INTRIGUE at "NO NAME" KEY
by
Tom Dunkin
[Reference: Back Channels, Spring 1992, p13. Permission to reprint here obtained December 29, 1999]
INTRIGUE AT "NO NAME" KEY
By Tom Dunkin
Oliver Stone's JFK seems to have achieved a double objective of being a
moneymaker and a political activity stimulus, one of the movie's
directors avers.
Although he denies any spooky associations, it's going to be
interesting to see if future release of classified files on the Kennedy
assassination pinpoints new intelligence community involvement, Roy
Hargraves, a man with some shadowy past connections, acknowledges.
Hargraves denies any "contract CIA agent" links, although he was
involved in military training of Cuban exiles in Florida and
Louisiana. British author Anthony Summers hung the contract agent
tag on members of the International Penetration Force in his book,
Conspiracy.
Summer's book on the JFK assassination cites an FBI raid and the
closing of a training site near Lake Ponchatrain several months before
Kennedy's death as a possible contributing factor in the assassination.
Hargraves recalls there are many unanswered questions in the Cuban
exile aspect of the Kennedy case. Early in New Orleans District
Attorney Jim Garrison's probe, "Garrison accused us of training the
‘triangulation team' of three alleged snipers at No Name Key."

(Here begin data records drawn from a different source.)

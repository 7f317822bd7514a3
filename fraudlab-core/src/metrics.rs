//! Binary classification metrics for the fraud class.
//!
//! AUC is rank-based (Mann-Whitney U) with tied scores sharing their average
//! rank. Precision, recall and F1 are reported as 0 when undefined.

use serde::{Deserialize, Serialize};

use crate::domain::Label;

/// Area under the ROC curve, or `None` when either class is absent.
pub fn roc_auc(scores: &[f64], labels: &[Label]) -> Option<f64> {
    assert_eq!(scores.len(), labels.len(), "scores/labels length mismatch");
    let positives = labels.iter().filter(|l| l.is_fraud()).count();
    let negatives = labels.len() - positives;
    if positives == 0 || negatives == 0 {
        return None;
    }

    let mut order: Vec<usize> = (0..scores.len()).collect();
    order.sort_by(|&a, &b| scores[a].total_cmp(&scores[b]));

    let mut rank_sum = 0.0;
    let mut start = 0;
    while start < order.len() {
        let mut end = start + 1;
        while end < order.len() && scores[order[end]] == scores[order[start]] {
            end += 1;
        }
        // Ranks are 1-based; the group spans ranks start+1 ..= end.
        let average_rank = (start + 1 + end) as f64 / 2.0;
        let fraud_in_group = order[start..end]
            .iter()
            .filter(|&&i| labels[i].is_fraud())
            .count();
        rank_sum += average_rank * fraud_in_group as f64;
        start = end;
    }

    let p = positives as f64;
    let u = rank_sum - p * (p + 1.0) / 2.0;
    Some(u / (p * negatives as f64))
}

/// 2x2 confusion matrix with fraud as the positive class.
#[derive(Debug, Clone, Copy, Default, PartialEq, Eq, Serialize, Deserialize)]
pub struct ConfusionMatrix {
    pub tn: usize,
    pub fp: usize,
    #[serde(rename = "fn")]
    pub fn_: usize,
    pub tp: usize,
}

impl ConfusionMatrix {
    pub fn from_predictions(predicted: &[Label], actual: &[Label]) -> Self {
        assert_eq!(predicted.len(), actual.len(), "predicted/actual length mismatch");
        let mut m = Self::default();
        for (p, a) in predicted.iter().zip(actual) {
            match (p.is_fraud(), a.is_fraud()) {
                (false, false) => m.tn += 1,
                (true, false) => m.fp += 1,
                (false, true) => m.fn_ += 1,
                (true, true) => m.tp += 1,
            }
        }
        m
    }

    /// `[[tn, fp], [fn, tp]]`.
    pub fn as_matrix(&self) -> [[usize; 2]; 2] {
        [[self.tn, self.fp], [self.fn_, self.tp]]
    }

    pub fn precision(&self) -> f64 {
        ratio(self.tp, self.tp + self.fp)
    }

    pub fn recall(&self) -> f64 {
        ratio(self.tp, self.tp + self.fn_)
    }

    pub fn f1(&self) -> f64 {
        let (p, r) = (self.precision(), self.recall());
        if p + r == 0.0 {
            0.0
        } else {
            2.0 * p * r / (p + r)
        }
    }
}

fn ratio(num: usize, den: usize) -> f64 {
    if den == 0 {
        0.0
    } else {
        num as f64 / den as f64
    }
}

/// Mean and population standard deviation.
pub fn mean_std(values: &[f64]) -> (f64, f64) {
    if values.is_empty() {
        return (f64::NAN, f64::NAN);
    }
    let n = values.len() as f64;
    let mean = values.iter().sum::<f64>() / n;
    let var = values.iter().map(|v| (v - mean).powi(2)).sum::<f64>() / n;
    (mean, var.sqrt())
}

No Name Key was the principal Florida training site for the IPF freelance volunteer instructors.
"We testified before Garrison and convinced him he was wrong,"

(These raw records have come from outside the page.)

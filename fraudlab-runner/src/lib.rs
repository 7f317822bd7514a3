//! FraudLab Runner — pipeline orchestration and persistence.
//!
//! This crate builds on `fraudlab-core` to provide:
//! - TOML configuration with defaults and validation
//! - Raw transaction CSV loading with schema checks
//! - Pipeline driver with stage-tagged errors
//! - Artifact persistence (models, metadata, analysis tables, exports)
//! - Tracing subscriber setup

pub mod artifacts;
pub mod config;
pub mod data_loader;
pub mod logging;
pub mod pipeline;
pub mod result;

pub use artifacts::{
    load_model, transaction_hour, AmountRange, ArtifactManager, ArtifactPaths, ModelArtifact, RiskBin,
    RiskCategory,
};
pub use config::{ConfigError, PathsConfig, PipelineConfig};
pub use data_loader::{load_transactions, read_transactions, DataFormatError, LoadError, LoadedData};
pub use pipeline::{run_from_files, run_pipeline, PipelineError, RunSummary, Stage};
pub use result::{ModelMetadata, PipelineOutcome, Prediction, SelectedModel, SCHEMA_VERSION};

#[cfg(test)]
mod send_sync_checks {
    use super::*;

    fn assert_send<T: Send>() {}
    fn assert_sync<T: Sync>() {}

    #[test]
    fn pipeline_outcome_is_send_sync() {
        assert_send::<PipelineOutcome>();
        assert_sync::<PipelineOutcome>();
    }

    #[test]
    fn pipeline_config_is_send_sync() {
        assert_send::<PipelineConfig>();
        assert_sync::<PipelineConfig>();
    }

    #[test]
    fn pipeline_error_is_send_sync() {
        assert_send::<PipelineError>();
        assert_sync::<PipelineError>();
    }
}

Hargraves recalls, "and we went to work for him for about a month"
early in Garrison's late 1966 and early 1967 investigation.
Garrison's, whose two non-fiction books, A heritage of Stone, and On
the Trail of The Assassins, were the basis of Stone's JFK said in them
that Kennedy's "ordering an end to the CIA's continued training of
anti-Castro guerrillas at the small, scattered camps in Florida and
north of Lake Ponchatrain "added to the disenchantment which
contributed to the President's murder.
Another interesting aspect of the Garrison investigation, is that,
according to Hargraves, a Cuban exile investigator hired by Garrison"

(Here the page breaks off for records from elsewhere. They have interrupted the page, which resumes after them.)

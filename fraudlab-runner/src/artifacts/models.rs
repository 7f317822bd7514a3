//! Model and metadata export (JSON/CSV).

use anyhow::{bail, Context, Result};
use serde::{Deserialize, Serialize};
use std::path::Path;

use fraudlab_core::models::{ModelKind, TrainedModel};

use super::{create_csv, finish_csv, write_json};
use crate::result::{default_schema_version, ModelMetadata, SCHEMA_VERSION};

/// A persisted model together with the feature order it expects.
#[derive(Debug, Clone, PartialEq, Serialize, Deserialize)]
pub struct ModelArtifact {
    #[serde(default = "default_schema_version")]
    pub schema_version: u32,
    pub kind: ModelKind,
    pub feature_names: Vec<String>,
    pub model: TrainedModel,
}

pub fn write_model_json(path: &Path, model: &TrainedModel, feature_names: &[String]) -> Result<()> {
    let artifact = ModelArtifact {
        schema_version: SCHEMA_VERSION,
        kind: model.kind(),
        feature_names: feature_names.to_vec(),
        model: model.clone(),
    };
    write_json(path, &artifact, "model")
}

/// Read a model written by a run. Newer schema versions are rejected.
pub fn load_model(path: &Path) -> Result<ModelArtifact> {
    let text = std::fs::read_to_string(path)
        .with_context(|| format!("Failed to read model {}", path.display()))?;
    let artifact: ModelArtifact = serde_json::from_str(&text)
        .with_context(|| format!("Failed to parse model {}", path.display()))?;
    if artifact.schema_version > SCHEMA_VERSION {
        bail!(
            "model {} has schema version {}, newer than supported version {}",
            path.display(),
            artifact.schema_version,
            SCHEMA_VERSION
        );
    }
    if artifact.kind != artifact.model.kind() {
        bail!(
            "model {} is tagged {} but holds a {} model",
            path.display(),
            artifact.kind,
            artifact.model.kind()
        );
    }
    Ok(artifact)
}

pub fn write_metadata_json(path: &Path, metadata: &ModelMetadata) -> Result<()> {
    write_json(path, metadata, "model metadata")
}

pub fn write_metadata_csv(path: &Path, metadata: &ModelMetadata) -> Result<()> {
    let mut wtr = create_csv(path)?;
    wtr.write_record([
        "model_name",
        "training_timestamp",
        "auc",
        "precision",
        "recall",
        "f1",
        "feature_count",
        "dataset_hash",
        "config_hash",
        "seed",
        "run_id",
    ])?;
    wtr.write_record([
        metadata.model_name.name().to_string(),
        metadata.training_timestamp.to_rfc3339(),
        format!("{:.6}", metadata.auc),
        format!("{:.6}", metadata.precision),
        format!("{:.6}", metadata.recall),
        format!("{:.6}", metadata.f1),
        metadata.feature_count.to_string(),
        metadata.dataset_hash.clone(),
        metadata.config_hash.clone(),
        metadata.seed.to_string(),
        metadata.run_id.clone(),
    ])?;
    finish_csv(wtr, path)
}
//! Stratified k-fold cross-validation scored by AUC.
//!
//! Rows of each class are shuffled with the family's CV stream and dealt
//! round-robin into `k` folds, so every fold holds both classes whenever each
//! class has at least `k` rows. Each fold is fitted on the remaining rows
//! with its own RNG stream.

use rand::rngs::StdRng;
use rand::seq::SliceRandom;
use serde::{Deserialize, Serialize};
use thiserror::Error;

use crate::dataset::Dataset;
use crate::domain::Label;
use crate::metrics::{mean_std, roc_auc};
use crate::models::{self, Classifier, FitError, ModelKind, ModelParams};
use crate::rng::{stage, RngHierarchy};

// ─── Result types ────────────────────────────────────────────────────

/// Per-family cross-validation outcome. Diagnostic only.
#[derive(Debug, Clone, PartialEq, Serialize, Deserialize)]
pub struct CvSummary {
    pub folds: usize,
    pub fold_auc: Vec<f64>,
    pub mean_auc: f64,
    /// Population standard deviation of the fold AUCs.
    pub std_auc: f64,
}

#[derive(Debug, Error, PartialEq)]
pub enum CvError {
    #[error("cross-validation needs at least 2 folds, got {0}")]
    InvalidFolds(usize),
    #[error("class '{label}' has {count} row(s), fewer than {folds} folds")]
    TooFewRows {
        label: Label,
        count: usize,
        folds: usize,
    },
    #[error("fold {fold} failed to fit: {source}")]
    FoldFailed {
        fold: usize,
        #[source]
        source: FitError,
    },
}

// ─── Fold creation ───────────────────────────────────────────────────

/// Assign every row to one of `k` stratified folds. Returns the held-out
/// row indices of each fold, sorted ascending.
pub fn stratified_folds(
    labels: &[Label],
    k: usize,
    rng: &mut StdRng,
) -> Result<Vec<Vec<usize>>, CvError> {
    if k < 2 {
        return Err(CvError::InvalidFolds(k));
    }
    let mut folds = vec![Vec::new(); k];
    for label in [Label::Legitimate, Label::Fraud] {
        let mut idx: Vec<usize> = labels
            .iter()
            .enumerate()
            .filter(|(_, l)| **l == label)
            .map(|(i, _)| i)
            .collect();
        if idx.len() < k {
            return Err(CvError::TooFewRows {
                label,
                count: idx.len(),
                folds: k,
            });
        }
        idx.shuffle(rng);
        for (pos, i) in idx.into_iter().enumerate() {
            folds[pos % k].push(i);
        }
    }
    for fold in &mut folds {
        fold.sort_unstable();
    }
    Ok(folds)
}

/// Complement of `held_out` (sorted) within `0..n`.
fn training_rows(n: usize, held_out: &[usize]) -> Vec<usize> {
    let mut out = Vec::with_capacity(n - held_out.len());
    let mut skip = held_out.iter().peekable();
    for i in 0..n {
        if skip.peek() == Some(&&i) {
            skip.next();
        } else {
            out.push(i);
        }
    }
    out
}

// ─── Orchestration ───────────────────────────────────────────────────

/// Cross-validate one family on `data`.
pub fn cross_validate(
    kind: ModelKind,
    data: &Dataset,
    params: &ModelParams,
    k: usize,
    rng: &RngHierarchy,
) -> Result<CvSummary, CvError> {
    let mut fold_rng = rng.rng_for(stage::TRAIN, &format!("cv/{}", kind.name()), 0);
    let folds = stratified_folds(data.labels(), k, &mut fold_rng)?;

    let mut fold_auc = Vec::with_capacity(k);
    for (fold, held_out) in folds.iter().enumerate() {
        let train = data.subset(&training_rows(data.len(), held_out));
        let test = data.subset(held_out);
        let mut fit_rng = rng.rng_for(stage::TRAIN, kind.name(), fold as u64 + 1);
        let model = models::fit(kind, &train, params, &mut fit_rng)
            .map_err(|source| CvError::FoldFailed { fold, source })?;
        let scores = model.predict_proba_all(test.rows());
        // Both classes are present in every fold; see `stratified_folds`.
        let auc = roc_auc(&scores, test.labels()).unwrap_or(0.5);
        tracing::debug!(model = kind.name(), fold, auc, "cross-validation fold");
        fold_auc.push(auc);
    }

    let (mean_auc, std_auc) = mean_std(&fold_auc);
    Ok(CvSummary {
        folds: k,
        fold_auc,
        mean_auc,
        std_auc,
    })
}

ripped off half the budget" to handicap the probe.
Bernardo de Torres, a Bay of Pigs veteran, "was working for the CIA", Hargraves said, during the Garrison investigation.
De Torres, who has since disappeared from his former Miami haunts, also
served as a security consultant to local and federal law enforcement
units during President Kennedy's visit to Miami after Fidel Castro's
release of the prisoners from the Bay of Pigs invasion.